[tor-dev] anonbib

ng0 ng0 at infotropique.org
Sat Nov 4 19:57:05 UTC 2017


Roger Dingledine transcribed 2.5K bytes:
> On Fri, Nov 03, 2017 at 09:58:35PM +0000, ng0 wrote:
> > our plan with the bibliography collection of GNUnet is to
> > implement something similar to your/freehaven's anonbib.
> 
> Great.
> 
> See also the censorbib, for another example.

Thanks, I'll search for it.

> > While running the build and cache update of it from
> > current git HEAD on the anonbib.cfg I noticed a number of
> > outdated and broken links.
> 
> Yep. Many links have failed over the years. That was one of the big
> reasons to have the local cached version of each file.
> 
> > I'm currently playing with 2 options: re-use anonbib as it is
> > and change the style + some of its content (for us at GNUnet)
> > or write something similar to it.
> > From my perspective option 1 would be the best as we could
> > work on fixing links together, keep the content up-to-date
> > and at the same time keep the duplicate efforts and work
> > down to a minimum.
> 
> Sounds plausible to me. I think we would be excited to take patches for
> broken links -- even if the new link becomes just a link to our cached
> version, which will hopefully live forever. :)
> https://www.freehaven.net/anonbib/cache/
> 
> But for the ones that have a broken link *and* don't have a cached
> version, it would be especially awesome for somebody to track those down.
>
> It's not entirely clear what we ought to do with anonbib. At the
> beginning, there was no google scholar, so it really was the place to go
> to find out about papers in the anonymous communications area. And also,
> back then, there were only 10 or 15 papers and you could feasibly read
> all of them.
> 
> Now I think anonbib needs to be something other than "all of the papers
> about the topic". One way forward would be to cull it even more, so it
> becomes more of a recommended reading list.
> 
> --Roger

Christian Grothoff and myself have a different understanding of
how we would apply anonbib to our work, but essentially we would
have 2 different "flavors". Anonbib has a specific focus (I assume,
I didn't go through all the papers yet) and our paper selection
would be more focused on another topic. Christian's idea is that
we'd have two different topics hosted.
We are discussing this here right now: https://gnunet.org/bugs/view.php?id=5121

To quote:
> Working together on the anonbib code: great. Just to clarify: we
> would host _our_ bibligraphy and they'd continue to host theirs,
> right? Because the focus (secure P2P vs. anonymity) is somewhat
> different, so it does make sense to have two different sites with different papers.

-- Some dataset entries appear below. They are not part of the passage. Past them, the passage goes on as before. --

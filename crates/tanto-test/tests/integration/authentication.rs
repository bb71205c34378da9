//! Authentication and ban integration tests.
//!
//! The ban policy in [`test_config`] allows five failures per address and
//! per username; the sixth attempt is refused even with valid credentials.

use salvo::http::StatusCode;

use super::helpers::*;

const README: &str = "/share/public/readme.txt";

#[test_log::test(tokio::test)]
async fn wrong_password_then_right_password() {
    let server = TestServer::new();

    TestRequest::get(README)
        .basic_auth("bob", "wrong")
        .from_ip("10.0.0.1")
        .send(&server.service)
        .await
        .assert_status(StatusCode::UNAUTHORIZED)
        .assert_header("www-authenticate", "Basic realm=\"tanto\"");

    TestRequest::get(README)
        .basic_auth("bob", "hunter2")
        .from_ip("10.0.0.1")
        .send(&server.service)
        .await
        .assert_status(StatusCode::OK);
}

#[test_log::test(tokio::test)]
async fn unknown_user_is_rejected() {
    let server = TestServer::new();

    TestRequest::get(README)
        .basic_auth("mallory", "hunter2")
        .from_ip("10.0.0.1")
        .send(&server.service)
        .await
        .assert_status(StatusCode::UNAUTHORIZED);
}

#[test_log::test(tokio::test)]
async fn malformed_authorization_is_rejected() {
    let server = TestServer::new();

    TestRequest::get(README)
        .header("authorization", "Basic !!!not-base64")
        .from_ip("10.0.0.1")
        .send(&server.service)
        .await
        .assert_status(StatusCode::UNAUTHORIZED);

    TestRequest::get(README)
        .header("authorization", "Bearer abc")
        .from_ip("10.0.0.1")
        .send(&server.service)
        .await
        .assert_status(StatusCode::UNAUTHORIZED);
}

#[test_log::test(tokio::test)]
async fn address_is_banned_after_repeated_failures() {
    let server = TestServer::new();

    for n in 1..=5 {
        TestRequest::get(README)
            .basic_auth(&format!("mallory{n}"), "guess")
            .from_ip("10.0.0.7")
            .send(&server.service)
            .await
            .assert_status(StatusCode::UNAUTHORIZED);
    }

    // valid credentials from the banned address
    TestRequest::get(README)
        .basic_auth("alice", "secret")
        .from_ip("10.0.0.7")
        .send(&server.service)
        .await
        .assert_status(StatusCode::UNAUTHORIZED);

    TestRequest::get(README)
        .basic_auth("alice", "secret")
        .from_ip("10.0.0.8")
        .send(&server.service)
        .await
        .assert_status(StatusCode::OK);
}

#[test_log::test(tokio::test)]
async fn username_is_banned_across_addresses() {
    let server = TestServer::new();

    for n in 1..=5 {
        TestRequest::get(README)
            .basic_auth("bob", "guess")
            .from_ip(&format!("10.0.1.{n}"))
            .send(&server.service)
            .await
            .assert_status(StatusCode::UNAUTHORIZED);
    }

    TestRequest::get(README)
        .basic_auth("bob", "hunter2")
        .from_ip("10.0.1.6")
        .send(&server.service)
        .await
        .assert_status(StatusCode::UNAUTHORIZED);

    // other users from a fresh address are unaffected
    TestRequest::get(README)
        .basic_auth("alice", "secret")
        .from_ip("10.0.1.7")
        .send(&server.service)
        .await
        .assert_status(StatusCode::OK);
}

#[test_log::test(tokio::test)]
async fn success_clears_failure_history() {
    let server = TestServer::new();

    for _ in 0..2 {
        TestRequest::get(README)
            .basic_auth("alice", "wrong")
            .from_ip("10.0.2.1")
            .send(&server.service)
            .await
            .assert_status(StatusCode::UNAUTHORIZED);
    }
    assert_eq!(server.state.gate.guard().tracked_addresses(), 1);
    assert_eq!(server.state.gate.guard().tracked_usernames(), 1);

    TestRequest::get(README)
        .basic_auth("alice", "secret")
        .from_ip("10.0.2.1")
        .send(&server.service)
        .await
        .assert_status(StatusCode::OK);

    assert_eq!(server.state.gate.guard().tracked_addresses(), 0);
    assert_eq!(server.state.gate.guard().tracked_usernames(), 0);
}

#[test_log::test(tokio::test)]
async fn missing_credentials_only_count_against_address() {
    let server = TestServer::new();

    for _ in 0..5 {
        TestRequest::get(README)
            .from_ip("10.0.3.1")
            .send(&server.service)
            .await
            .assert_status(StatusCode::UNAUTHORIZED);
    }
    assert_eq!(server.state.gate.guard().tracked_usernames(), 0);

    TestRequest::get(README)
        .basic_auth("bob", "hunter2")
        .from_ip("10.0.3.1")
        .send(&server.service)
        .await
        .assert_status(StatusCode::UNAUTHORIZED);
}

#[test_log::test(tokio::test)]
async fn oversized_credentials_are_rejected() {
    let server = TestServer::new();
    let long = "x".repeat(300);

    TestRequest::get(README)
        .basic_auth(&long, "hunter2")
        .from_ip("10.0.4.1")
        .send(&server.service)
        .await
        .assert_status(StatusCode::UNAUTHORIZED);

    assert_eq!(server.state.gate.guard().tracked_usernames(), 0);
    assert_eq!(server.state.gate.guard().tracked_addresses(), 1);
}
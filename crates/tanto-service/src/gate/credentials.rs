use base64::{Engine as _, engine::general_purpose::STANDARD};

/// Longest username or password accepted, in characters.
pub const MAX_CREDENTIAL_LEN: usize = 256;

/// Username and password supplied with a request.
#[derive(Clone, PartialEq, Eq)]
pub struct Credentials {
    pub username: String,
    pub password: String,
}

impl Credentials {
    #[must_use]
    pub fn new(username: impl Into<String>, password: impl Into<String>) -> Self {
        Self {
            username: username.into(),
            password: password.into(),
        }
    }

    /// ## Summary
    /// Decodes an `Authorization: Basic <base64(user:pass)>` header value.
    ///
    /// The scheme is matched case-insensitively. The password is everything after
    /// the first `:`, so it may itself contain colons.
    ///
    /// Returns `None` for any other scheme, invalid base64, non-UTF-8 content or
    /// a missing `:` separator.
    #[must_use]
    pub fn from_basic_header(value: &str) -> Option<Self> {
        let (scheme, encoded) = value.trim().split_once(' ')?;
        if !scheme.eq_ignore_ascii_case("basic") {
            return None;
        }

        let decoded = STANDARD.decode(encoded.trim()).ok()?;
        let decoded = String::from_utf8(decoded).ok()?;
        let (username, password) = decoded.split_once(':')?;

        Some(Self::new(username, password))
    }

    /// `true` when either field exceeds [`MAX_CREDENTIAL_LEN`] characters.
    #[must_use]
    pub fn is_too_long(&self) -> bool {
        self.username.chars().count() > MAX_CREDENTIAL_LEN
            || self.password.chars().count() > MAX_CREDENTIAL_LEN
    }
}

impl std::fmt::Debug for Credentials {
    fn fmt(&self, f: &mut std::fmt::Formatter<'_>) -> std::fmt::Result {
        f.debug_struct("Credentials")
            .field("username", &self.username)
            .field("password", &"<redacted>")
            .finish()
    }
}

/// An authenticated user, attached to the request after a successful login.
#[derive(Debug, Clone, PartialEq, Eq)]
pub struct Identity {
    pub username: String,
}
use std::time::Instant;

/// Token bucket allowing bursts up to `capacity`, refilling continuously.
#[derive(Debug, Clone)]
pub struct TokenBucket {
    capacity: f64,
    tokens: f64,
    refill_per_sec: f64,
    last_refill: Instant,
}

impl TokenBucket {
    /// Creates a full bucket.
    #[must_use]
    pub fn new(capacity: u32, refill_per_sec: f64, now: Instant) -> Self {
        let capacity = f64::from(capacity);
        Self {
            capacity,
            tokens: capacity,
            refill_per_sec,
            last_refill: now,
        }
    }

    /// ## Summary
    /// Takes one token if available.
    ///
    /// Returns `false` when the bucket is empty; nothing is taken in that case.
    pub fn try_acquire_at(&mut self, now: Instant) -> bool {
        self.refill(now);

        if self.tokens >= 1.0 {
            self.tokens -= 1.0;
            true
        } else {
            false
        }
    }

    fn refill(&mut self, now: Instant) {
        let elapsed = now.saturating_duration_since(self.last_refill).as_secs_f64();
        self.tokens = (self.tokens + elapsed * self.refill_per_sec).min(self.capacity);
        self.last_refill = now;
    }

    #[cfg(test)]
    fn available(&self) -> f64 {
        self.tokens
    }
}
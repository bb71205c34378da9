use salvo::http::StatusCode;
use thiserror::Error;

use tanto_service::error::ServiceError;

/// Application-level errors (HTTP layer)
#[derive(Error, Debug)]
pub enum AppError {
    #[error(transparent)]
    ServiceError(#[from] ServiceError),

    #[error(transparent)]
    CoreError(#[from] tanto_core::error::CoreError),

    #[error("Bad request: {0}")]
    BadRequest(String),
}

impl AppError {
    /// ## Summary
    /// Status code answered for this error. Bodies never carry the reason.
    #[must_use]
    pub fn status_code(&self) -> StatusCode {
        match self {
            Self::ServiceError(err) => match err {
                ServiceError::PermissionDenied { .. } => StatusCode::FORBIDDEN,
                ServiceError::AuthenticationRejected => StatusCode::UNAUTHORIZED,
                ServiceError::NotFound(_) => StatusCode::NOT_FOUND,
                ServiceError::AlreadyExists(_) => StatusCode::METHOD_NOT_ALLOWED,
                ServiceError::Conflict(_) => StatusCode::CONFLICT,
                ServiceError::CoreError(_)
                | ServiceError::InvalidPattern(_)
                | ServiceError::InvalidPermission(_)
                | ServiceError::Io(_) => StatusCode::INTERNAL_SERVER_ERROR,
            },
            Self::BadRequest(_) => StatusCode::BAD_REQUEST,
            Self::CoreError(_) => StatusCode::INTERNAL_SERVER_ERROR,
        }
    }

    /// Sets the status code on `res`, logging server-side failures.
    pub fn write_to(&self, res: &mut salvo::Response) {
        let status = self.status_code();
        if status.is_server_error() {
            tracing::error!(error = %self, "Request failed");
        } else {
            tracing::debug!(error = %self, status = %status, "Request rejected");
        }
        res.status_code(status);
    }
}

pub type AppResult<T> = std::result::Result<T, AppError>;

Now the "problem" is neither our bibliography nor yours seem to be
completely "ours" or "yours", we mix in what we picked up on the
way to where we are now. Our bibliography.git export right now
counts 1045 files.

I agree with you, to trim them down could be necessary.
For example we could concentrate on creating selected volumes
of papers and the cross-links between them, and stay within
a chosen topic.

I have no idea (at the moment) what has been collected on our
side and how many of the files are outside of a common theme,
I only did the export to git recently.

I'd rather not let people depend on Google's infrastructure
for knowledge, but it shouldn't be out job to maintain a
complete and growing library of knowledge either, so picking
a topic and cutting down to that sounds reasonable to me.